The inner housing may include a plurality of gas injection holes so
that the gas passing the injection holes flows into the inner
housing. The gas injection holes may be arranged along a direction
substantially perpendicular to the major axis of the reaction
chamber.
[0020] In an example embodiment, the heater may enclose the outer
housing of the reaction chamber.
[0021] In example embodiments, the substrates may be stacked in the
reaction chamber along a direction substantially in parallel with
respect to the major axis of the reaction chamber.
[0022] In example embodiments, the gas supply member may include a
hydrogen gas reservoir, an inactive gas reservoir and a carbon
source gas reservoir.
[0023] In an example embodiment, the apparatus may additionally
include a pressure adjusting member for controlling a pressure of
the reaction chamber.
[0024] In example embodiments, the apparatus may additionally
include a standby chamber disposed under the reaction chamber
wherein the cassettes locates in the standby chamber before loading
into the reaction chamber or after unloading from the reaction
chamber. The standby chamber may include a door through which the
substrates are loaded into the standby chamber or unloaded from the
standby chamber.
[0025] In an example embodiment, the apparatus may further include
a transferring robot disposed adjacent to the door to load the
substrates into the standby chamber or to unload the substrates
from the standby chamber.
[0026] In an example embodiment, the apparatus may additionally
include a cleaning apparatus for cleaning carbon nanotubes
generated on the substrates.
[0027] According to another aspect of the present invention, there
is provided a method of synthesizing a carbon nanotube. In the
method of synthesizing the carbon nanotube, a catalyst metal powder
may be placed on a plurality of substrates. The substrates may be
inserted into a cassette. After loading the cassette into a
reaction chamber having a substantially vertical major axis, a gas
for synthesizing the carbon nanotube may be provided into the
reaction chamber while heating the reaction chamber.
[0028] In example embodiments, the substrates may be stacked in the
cassette along a direction substantially in parallel relative to
the major axis of the reaction chamber.
[0029] In a process for providing the gas for synthesizing the
carbon nanotube, a reducing gas may be provided into the reaction
chamber to reduce the catalyst metal powder, and then a carbon
source gas for synthesizing the carbon nanotube may be provided
into the reaction chamber. The reducing gas may include a hydrogen
gas, and the carbon source gas may include a hydrocarbon gas.

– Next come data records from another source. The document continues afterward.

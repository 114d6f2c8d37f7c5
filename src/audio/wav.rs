//! # WAV Container Parsing
//!
//! Demuxes a RIFF/WAVE byte stream into format metadata plus raw linear-PCM bytes.
//!
//! ## Layout (all multi-byte fields little-endian):
//! ```text
//! "RIFF" <u32 riff size> "WAVE"
//! "fmt " <u32 size> <u16 format> <u16 channels> <u32 rate> <u32 byte rate> <u16 block align> <u16 bits> [extension]
//! <id> <u32 size> <body>        ... zero or more chunks we do not care about (LIST, fact, ...)
//! "data" <u32 size> <PCM bytes>
//! ```
//!
//! ## Chunk Walk:
//! `Chunks` is an iterator over chunk headers. Whatever part of a chunk body the caller
//! does not read is skipped before the next header, so finding the payload is just
//! `find` with the predicate `id == "data"`. Odd-sized bodies are followed by one pad
//! byte (RIFF word alignment), which is skipped too.

use super::ConversionError;
use byteorder::{LittleEndian, ReadBytesExt};
use std::io::{self, Read};
use tracing::debug;

pub const RIFF_ID: [u8; 4] = *b"RIFF";
pub const WAVE_ID: [u8; 4] = *b"WAVE";
pub const FMT_ID: [u8; 4] = *b"fmt ";
pub const DATA_ID: [u8; 4] = *b"data";

/// Format tag for uncompressed linear PCM
pub const FORMAT_PCM: u16 = 1;

/// Size of the fixed part of the format chunk body
const FMT_BODY_LEN: u32 = 16;

/// Cap on up-front allocation for the PCM payload; the declared size is not trusted
/// until the bytes have actually been read.
const MAX_PREALLOC: usize = 1 << 20;

/// Parsed audio stream: format fields plus the raw PCM payload.
///
/// ## Ownership:
/// Built once by `parse` from a completed walk and handed to the caller, who owns it
/// exclusively. No stage mutates it; later stages produce new buffers instead.
#[derive(Debug, Clone, PartialEq, Eq)]
pub struct AudioStreamDescriptor {
    /// Samples per second (Hz)
    pub sample_rate: u32,

    /// Number of interleaved channels
    pub channel_count: u16,

    /// Bits per sample per channel
    pub bits_per_sample: u16,

    /// Raw little-endian PCM bytes exactly as stored in the data chunk
    pub pcm_data: Vec<u8>,
}

impl AudioStreamDescriptor {
    /// Size of one frame (one sample for every channel) in bytes.
    pub fn frame_size(&self) -> usize {
        let bytes_per_sample = (self.bits_per_sample as usize).div_ceil(8);
        bytes_per_sample * self.channel_count as usize
    }

    /// Number of whole frames in the payload.
    pub fn frame_count(&self) -> usize {
        match self.frame_size() {
            0 => 0,
            size => self.pcm_data.len() / size,
        }
    }
}

/// Fixed 16-byte body of the `fmt ` chunk.
#[derive(Debug, Clone, Copy, PartialEq, Eq)]
pub struct FormatChunk {
    pub audio_format: u16,
    pub channel_count: u16,
    pub sample_rate: u32,
    /// Informational, not validated
    pub byte_rate: u32,
    /// Informational, not validated
    pub block_align: u16,
    pub bits_per_sample: u16,
}

/// Header of a single RIFF chunk.
#[derive(Debug, Clone, Copy, PartialEq, Eq)]
pub struct ChunkHeader {
    pub id: [u8; 4],
    pub size: u32,
}

impl ChunkHeader {
    /// Chunk id as text, for logging.
    pub fn id_str(&self) -> String {
        String::from_utf8_lossy(&self.id).into_owned()
    }
}

/// Iterator over the chunk headers following the RIFF header.
///
/// Yields `None` once the stream ends where a header should start (including a
/// partial header). I/O failures other than end-of-stream are yielded as errors.
pub struct Chunks<R> {
    reader: R,
    /// Bytes of the current chunk body not yet consumed
    unread: u64,
    /// Whether the current chunk is followed by a pad byte
    pad: bool,
}

impl<R: Read> Chunks<R> {
    pub fn new(reader: R) -> Self {
        Self {
            reader,
            unread: 0,
            pad: false,
        }
    }

    /// Reader over the unread part of the chunk most recently yielded.
    pub fn body(&mut self) -> ChunkBody<'_, R> {
        ChunkBody { chunks: self }
    }

    fn skip_rest(&mut self) -> io::Result<()> {
        let remaining = self.unread + u64::from(self.pad);
        if remaining > 0 {
            // A short skip is not an error here: the next header read reports end of stream.
            io::copy(&mut self.reader.by_ref().take(remaining), &mut io::sink())?;
        }
        self.unread = 0;
        self.pad = false;
        Ok(())
    }

    fn read_header(&mut self) -> io::Result<ChunkHeader> {
        let mut id = [0u8; 4];
        self.reader.read_exact(&mut id)?;
        let size = self.reader.read_u32::<LittleEndian>()?;
        Ok(ChunkHeader { id, size })
    }
}

impl<R: Read> Iterator for Chunks<R> {
    type Item = Result<ChunkHeader, ConversionError>;

    fn next(&mut self) -> Option<Self::Item> {
        if let Err(e) = self.skip_rest() {
            return Some(Err(e.into()));
        }

        match self.read_header() {
            Ok(header) => {
                self.unread = u64::from(header.size);
                self.pad = header.size % 2 == 1;
                Some(Ok(header))
            }
            Err(e) if e.kind() == io::ErrorKind::UnexpectedEof => None,
            Err(e) => Some(Err(e.into())),
        }
    }
}

/// Bounded reader over one chunk body; see `Chunks::body`.
pub struct ChunkBody<'a, R> {
    chunks: &'a mut Chunks<R>,
}

impl<R: Read> Read for ChunkBody<'_, R> {
    fn read(&mut self, buf: &mut [u8]) -> io::Result<usize> {
        let limit = usize::try_from(self.chunks.unread)
            .unwrap_or(usize::MAX)
            .min(buf.len());
        if limit == 0 {
            return Ok(0);
        }

        let n = self.chunks.reader.read(&mut buf[..limit])?;
        self.chunks.unread -= n as u64;
        Ok(n)
    }
}

/// Parse a complete WAV stream into an `AudioStreamDescriptor`.
///
/// ## Steps:
/// 1. RIFF header: `"RIFF"` and `"WAVE"` ids, riff size ignored
/// 2. First chunk must be `"fmt "`; format tag must be 1 (linear PCM); any extension
///    bytes beyond the fixed 16 are skipped unparsed
/// 3. Chunks are skipped until `"data"`; running out of stream first is `MissingDataChunk`
/// 4. Exactly the declared number of payload bytes are read; fewer is `Truncated`
///
/// Chunk sizes are trusted as declared. Nothing is returned on failure.
pub fn parse<R: Read>(mut reader: R) -> Result<AudioStreamDescriptor, ConversionError> {
    read_riff_header(&mut reader)?;

    let mut chunks = Chunks::new(reader);
    let format = read_format_chunk(&mut chunks)?;

    let data = chunks
        .by_ref()
        .find_map(|chunk| match chunk {
            Ok(header) if header.id == DATA_ID => Some(Ok(header)),
            Ok(header) => {
                debug!(chunk = %header.id_str(), size = header.size, "Skipping chunk");
                None
            }
            Err(e) => Some(Err(e)),
        })
        .ok_or(ConversionError::MissingDataChunk)??;

    let expected = u64::from(data.size);
    let mut pcm_data = Vec::with_capacity((data.size as usize).min(MAX_PREALLOC));
    chunks.body().read_to_end(&mut pcm_data)?;

    let actual = pcm_data.len() as u64;
    if actual < expected {
        return Err(ConversionError::Truncated { expected, actual });
    }

    Ok(AudioStreamDescriptor {
        sample_rate: format.sample_rate,
        channel_count: format.channel_count,
        bits_per_sample: format.bits_per_sample,
        pcm_data,
    })
}

fn read_riff_header<R: Read>(reader: &mut R) -> Result<(), ConversionError> {
    let mut header = [0u8; 12];
    match reader.read_exact(&mut header) {
        Ok(()) => {}
        Err(e) if e.kind() == io::ErrorKind::UnexpectedEof => {
            return Err(ConversionError::NotWavContainer)
        }
        Err(e) => return Err(e.into()),
    }

    if header[0..4] != RIFF_ID[..] || header[8..12] != WAVE_ID[..] {
        return Err(ConversionError::NotWavContainer);
    }
    Ok(())
}

fn read_format_chunk<R: Read>(chunks: &mut Chunks<R>) -> Result<FormatChunk, ConversionError> {
    let header = chunks.next().ok_or(ConversionError::ExpectedFormatChunk)??;
    if header.id != FMT_ID {
        return Err(ConversionError::ExpectedFormatChunk);
    }
    if header.size < FMT_BODY_LEN {
        return Err(ConversionError::FormatChunkTooShort(header.size));
    }

    let mut body = chunks.body();
    let format = FormatChunk {
        audio_format: body.read_u16::<LittleEndian>()?,
        channel_count: body.read_u16::<LittleEndian>()?,
        sample_rate: body.read_u32::<LittleEndian>()?,
        byte_rate: body.read_u32::<LittleEndian>()?,
        block_align: body.read_u16::<LittleEndian>()?,
        bits_per_sample: body.read_u16::<LittleEndian>()?,
    };

    if format.audio_format != FORMAT_PCM {
        return Err(ConversionError::UnsupportedEncoding(format.audio_format));
    }

    debug!(
        channels = format.channel_count,
        sample_rate = format.sample_rate,
        bits_per_sample = format.bits_per_sample,
        extension_bytes = header.size - FMT_BODY_LEN,
        "Parsed format chunk"
    );
    Ok(format)
}
//! # Configuration Management
//!
//! Loads service configuration from several sources, highest priority first:
//! 1. Deployment overrides (`HOST`, `PORT`, `DOWNSTREAM_URL`, `AUDIO_DIR`)
//! 2. Environment variables: `APP_<SECTION>__<FIELD>`, e.g. `APP_FORWARDING__TIMEOUT_SECS=10`
//! 3. Configuration file (`config.toml`, optional)
//! 4. Default values (the `Default` impl below)
//!
//! ## Key Rust Concepts Used:
//! - **Serde**: the same structs are filled from TOML, env vars, and JSON updates
//! - **Builder pattern**: `config::Config::builder()` stacks the sources
//!
//! ## Sections:
//! - **server**: where to listen
//! - **forwarding**: where encoded audio is delivered
//! - **audio**: where WAV files live and how they are converted

use crate::audio::{ConversionPipeline, ConversionPolicy};
use crate::library::AudioLibrary;
use anyhow::Result;
use serde::{Deserialize, Serialize};
use std::env;
use std::time::Duration;

/// Main application configuration.
///
/// ## Rust Concepts:
/// - **#[derive(...)]**: `Serialize` lets the defaults seed the config builder,
///   `Deserialize` turns the merged sources back into this struct
#[derive(Debug, Clone, Serialize, Deserialize)]
pub struct AppConfig {
    pub server: ServerConfig,
    pub forwarding: ForwardingConfig,
    pub audio: AudioConfig,
}

/// Listening address for the HTTP server.
#[derive(Debug, Clone, Serialize, Deserialize)]
pub struct ServerConfig {
    pub host: String,
    pub port: u16,
}

/// Downstream consumer of the encoded audio.
///
/// ## Fields:
/// - `url`: endpoint that receives the A-law bytes via POST
/// - `timeout_secs`: per-request timeout for the delivery
#[derive(Debug, Clone, Serialize, Deserialize)]
pub struct ForwardingConfig {
    pub url: String,
    pub timeout_secs: u64,
}

/// Audio file location and conversion settings.
///
/// ## Fields:
/// - `files_dir`: base directory that request filenames are resolved against
/// - `target_sample_rate`: output rate of the conversion (8000 for telephony)
/// - `max_file_bytes`: larger files are refused before being read into memory
#[derive(Debug, Clone, Serialize, Deserialize)]
pub struct AudioConfig {
    pub files_dir: String,
    pub target_sample_rate: u32,
    pub max_file_bytes: u64,
}

/// Fields that only config.toml or the environment may set.
const RUNTIME_LOCKED_FIELDS: [(&str, &str); 2] = [("audio", "files_dir"), ("forwarding", "url")];

impl Default for AppConfig {
    fn default() -> Self {
        Self {
            server: ServerConfig {
                host: "0.0.0.0".to_string(),
                port: 8556,
            },
            forwarding: ForwardingConfig {
                url: "http://127.0.0.1:8080/audio_input".to_string(),
                timeout_secs: 30,
            },
            audio: AudioConfig {
                files_dir: "./audio_files".to_string(),
                target_sample_rate: 8000,
                max_file_bytes: 50 * 1024 * 1024, // 50 MiB
            },
        }
    }
}

impl AppConfig {
    /// Load configuration from all sources in priority order.
    ///
    /// ## Environment Variable Examples:
    /// - `APP_SERVER__PORT=9000`: override the listening port
    /// - `APP_AUDIO__FILES_DIR=/srv/audio`: override the audio directory
    /// - `DOWNSTREAM_URL=http://10.0.0.5:8080/audio_input`: deployment shortcut
    ///
    /// The double underscore separates section from field so that field names
    /// containing `_` (like `files_dir`) survive the mapping.
    pub fn load() -> Result<Self> {
        let mut settings = config::Config::builder()
            .add_source(config::Config::try_from(&AppConfig::default())?)
            .add_source(config::File::with_name("config").required(false))
            .add_source(
                config::Environment::with_prefix("APP")
                    .prefix_separator("_")
                    .separator("__"),
            );

        // Short names used by deployment platforms and the original command-line flags
        let overrides = [
            ("HOST", "server.host"),
            ("PORT", "server.port"),
            ("DOWNSTREAM_URL", "forwarding.url"),
            ("AUDIO_DIR", "audio.files_dir"),
        ];
        for (var, key) in overrides {
            if let Ok(value) = env::var(var) {
                settings = settings.set_override(key, value)?;
            }
        }

        let config = settings.build()?.try_deserialize()?;
        Ok(config)
    }

    /// Validate that the configuration values make sense.
    ///
    /// ## What this checks:
    /// - Server port is not 0
    /// - Forwarding URL is an http(s) URL and the timeout is non-zero
    /// - Target sample rate and file size limit are non-zero
    pub fn validate(&self) -> Result<()> {
        if self.server.port == 0 {
            return Err(anyhow::anyhow!("Server port cannot be 0"));
        }

        let url = self.forwarding.url.trim();
        if !(url.starts_with("http://") || url.starts_with("https://")) {
            return Err(anyhow::anyhow!(
                "Forwarding URL must start with http:// or https://, got '{}'",
                self.forwarding.url
            ));
        }

        if self.forwarding.timeout_secs == 0 {
            return Err(anyhow::anyhow!("Forwarding timeout must be greater than 0"));
        }

        if self.audio.target_sample_rate == 0 {
            return Err(anyhow::anyhow!("Target sample rate must be greater than 0"));
        }

        if self.audio.max_file_bytes == 0 {
            return Err(anyhow::anyhow!("Max file size must be greater than 0"));
        }

        Ok(())
    }

    /// Conversion policy derived from the audio section.
    pub fn conversion_policy(&self) -> ConversionPolicy {
        ConversionPolicy {
            target_sample_rate: self.audio.target_sample_rate,
        }
    }

    /// Audio library rooted at this config's directory and size limit.
    pub fn audio_library(&self) -> AudioLibrary {
        AudioLibrary::new(&self.audio.files_dir, self.audio.max_file_bytes)
    }

    pub fn conversion_pipeline(&self) -> ConversionPipeline {
        ConversionPipeline::new(self.conversion_policy())
    }

    pub fn forwarding_timeout(&self) -> Duration {
        Duration::from_secs(self.forwarding.timeout_secs)
    }

    /// Update configuration from a JSON string (used for runtime config updates).
    ///
    /// ## Partial updates:
    /// Only fields present in the JSON change. For example
    /// `{"forwarding": {"timeout_secs": 10}}` shortens the delivery timeout and leaves
    /// everything else alone. The result is validated before returning.
    ///
    /// ## Startup-only fields:
    /// `audio.files_dir` and `forwarding.url` decide which files can be read and where
    /// their contents are sent. They come from config.toml or the environment only;
    /// a runtime update naming either is rejected as a whole.
    pub fn update_from_json(&mut self, json_str: &str) -> Result<()> {
        let partial_config: serde_json::Value = serde_json::from_str(json_str)?;

        for (section, field) in RUNTIME_LOCKED_FIELDS {
            if partial_config.get(section).and_then(|s| s.get(field)).is_some() {
                return Err(anyhow::anyhow!(
                    "{}.{} cannot be changed at runtime",
                    section,
                    field
                ));
            }
        }

        if let Some(server) = partial_config.get("server") {
            if let Some(host) = server.get("host").and_then(|v| v.as_str()) {
                self.server.host = host.to_string();
            }
            if let Some(port) = server.get("port").and_then(|v| v.as_u64()) {
                self.server.port = u16::try_from(port)
                    .map_err(|_| anyhow::anyhow!("Server port {} out of range", port))?;
            }
        }

        if let Some(forwarding) = partial_config.get("forwarding") {
            if let Some(timeout) = forwarding.get("timeout_secs").and_then(|v| v.as_u64()) {
                self.forwarding.timeout_secs = timeout;
            }
        }

        if let Some(audio) = partial_config.get("audio") {
            if let Some(rate) = audio.get("target_sample_rate").and_then(|v| v.as_u64()) {
                self.audio.target_sample_rate = u32::try_from(rate)
                    .map_err(|_| anyhow::anyhow!("Target sample rate {} out of range", rate))?;
            }
            if let Some(limit) = audio.get("max_file_bytes").and_then(|v| v.as_u64()) {
                self.audio.max_file_bytes = limit;
            }
        }

        self.validate()?;
        Ok(())
    }
}

#[cfg(test)]
mod tests {
    use super::*;

    #[test]
    fn test_default_config() {
        let config = AppConfig::default();
        assert_eq!(config.server.port, 8556);
        assert_eq!(config.forwarding.url, "http://127.0.0.1:8080/audio_input");
        assert_eq!(config.audio.files_dir, "./audio_files");
        assert_eq!(config.conversion_policy(), ConversionPolicy::default());
        assert!(config.validate().is_ok());
    }

    #[test]
    fn test_config_validation() {
        let mut config = AppConfig::default();
        config.server.port = 0;
        assert!(config.validate().is_err());

        let mut config = AppConfig::default();
        config.forwarding.url = "ftp://example.com/audio".to_string();
        assert!(config.validate().is_err());

        let mut config = AppConfig::default();
        config.audio.target_sample_rate = 0;
        assert!(config.validate().is_err());

        let mut config = AppConfig::default();
        config.forwarding.timeout_secs = 0;
        assert!(config.validate().is_err());
    }

    #[test]
    fn test_config_update() {
        let mut config = AppConfig::default();
        let json = r#"{"forwarding": {"timeout_secs": 10}, "audio": {"target_sample_rate": 16000}}"#;
        assert!(config.update_from_json(json).is_ok());
        assert_eq!(config.forwarding_timeout(), Duration::from_secs(10));
        assert_eq!(config.conversion_policy().target_sample_rate, 16000);
        // Untouched fields keep their values
        assert_eq!(config.server.port, 8556);
        assert_eq!(config.forwarding.url, "http://127.0.0.1:8080/audio_input");
    }

    #[test]
    fn test_config_update_rejects_startup_only_fields() {
        let mut config = AppConfig::default();

        let err = config
            .update_from_json(r#"{"audio": {"files_dir": "/etc", "target_sample_rate": 16000}}"#)
            .unwrap_err();
        assert!(err.to_string().contains("audio.files_dir"));

        let err = config
            .update_from_json(r#"{"forwarding": {"url": "http://169.254.169.254/latest"}}"#)
            .unwrap_err();
        assert!(err.to_string().contains("forwarding.url"));

        // Rejected as a whole: the accompanying rate change is not applied either
        assert_eq!(config.audio.files_dir, "./audio_files");
        assert_eq!(config.audio.target_sample_rate, 8000);
        assert_eq!(config.forwarding.url, "http://127.0.0.1:8080/audio_input");
    }

    #[test]
    fn test_config_update_rejects_invalid_result() {
        let mut config = AppConfig::default();
        assert!(config.update_from_json(r#"{"audio": {"target_sample_rate": 0}}"#).is_err());
        assert!(config.update_from_json(r#"{"server": {"port": 70000}}"#).is_err());
        assert!(config.update_from_json("not json").is_err());
    }

    #[test]
    fn test_request_parts_come_from_one_snapshot() {
        let mut config = AppConfig::default();
        config.audio.files_dir = "/srv/audio".to_string();
        config.audio.max_file_bytes = 1024;
        config.audio.target_sample_rate = 16000;

        let library = config.audio_library();
        assert_eq!(library.base_dir(), std::path::Path::new("/srv/audio"));
        assert_eq!(config.conversion_pipeline().policy().target_sample_rate, 16000);
    }

    #[test]
    fn test_forwarding_timeout() {
        let config = AppConfig::default();
        assert_eq!(config.forwarding_timeout(), Duration::from_secs(30));
    }
}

[0030] In example embodiments, an inactive gas and a hydrogen gas
may be provided into the reaction chamber while providing the gas
for synthesizing the carbon nanotube.
[0031] In example embodiments, the catalyst metal powder may
include transition metal.
[0032] In example embodiments, the reaction chamber may be heated
to a temperature of about 600.degree. C. to about 1,200.degree.
C.
[0033] According to still another aspect of the present invention,
there is provided a method of synthesizing a carbon nanotube. In
the method of synthesizing the carbon nanotube, a catalyst metal
powder may be reduced to generate a reduced catalyst metal powder.
The reduced catalyst metal powder may be placed on a substrate.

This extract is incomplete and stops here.